I’ve been enjoying Tom DeMarco’s book, Slack.  It addresses the myth of total efficiency.  I’m gratified in that the picture that popped into my head, when I first contemplated reading the book and the idea of slack, was effectively the same used in his illustration of his point.  Remember playing with one of these?

sliding smile puzzle

Imagine for a moment that this represents a person, a knowledge worker specifically, and each tile represents a percentage of your utilization.  An efficiency expert comes along and, seeing people as fungible (which we are not), he notices there is a percentage of unutilized time – or slack (the missing tile). The efficiency expert then decides (quickly) that this person has some available capacity that could be utilized by someone, or for something, else.  So he fills in your utilization to 100% capacity.  Totally efficient, right?

Now imagine the sliding tile puzzle with no slack – no empty tile.  …Getting the picture?

Without any slack, there’s no room for change. No room for reinventing the picture.  No ability to respond.    So is total efficiency a good thing? If you think yes, cut me some slack!!  We absolutely can overimprove to the point that we are no longer effectively growing, evolving and remaining competitively successful in the market.

Myself, I need space just to turn around in. I need “some space to breathe in” (38 Special). And some slack to think in.  Come to think of it, why don’t we narrow the lanes in the roadways to the width of the average vehicle to utilize more pavement and get more vehicles on the freeways?  Crazy thought!! No thanks!

It’s a must read for leadership at any level. I hope my friends currenty emmersed in Matrixed Management will embrace this.

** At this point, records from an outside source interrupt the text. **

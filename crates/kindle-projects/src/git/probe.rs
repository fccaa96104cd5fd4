//! Git availability probe

use crate::error::{Error, Result};
use tracing::debug;

/// Whether a `git` executable can be found on PATH
pub fn is_git_available() -> bool {
    match which::which("git") {
        Ok(path) => {
            debug!("Found git at {}", path.display());
            true
        }
        Err(e) => {
            debug!("git not found on PATH: {}", e);
            false
        }
    }
}

/// Fail with [`Error::GitNotFound`] unless git is on PATH
pub fn ensure_git_available() -> Result<()> {
    if is_git_available() {
        Ok(())
    } else {
        Err(Error::GitNotFound)
    }
}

I don’t subscribe to Tom’s advocacy of the “Eve” persona, but ‘she’ makes his point. We want to grow and we want to learn (hence we need some slack in which to think and  discern, to imagine and to experiment, to fail and to learn.  But, sometimes it is good to comply to order, because sometimes “Don’t” means “Don’t hurt yourself”.

Any thoughts or insights on being “Overimproved”, as Tom describes it? Or on his book and idea of “Slack”?

I’m off to finish the book.

Principles and/or Practices?

There are two basic and obvious approaches to looking for a new approach to software development: “Learn-by-doing” and “Understand before doing”.  Combining would be a third approach, and one that I leverage.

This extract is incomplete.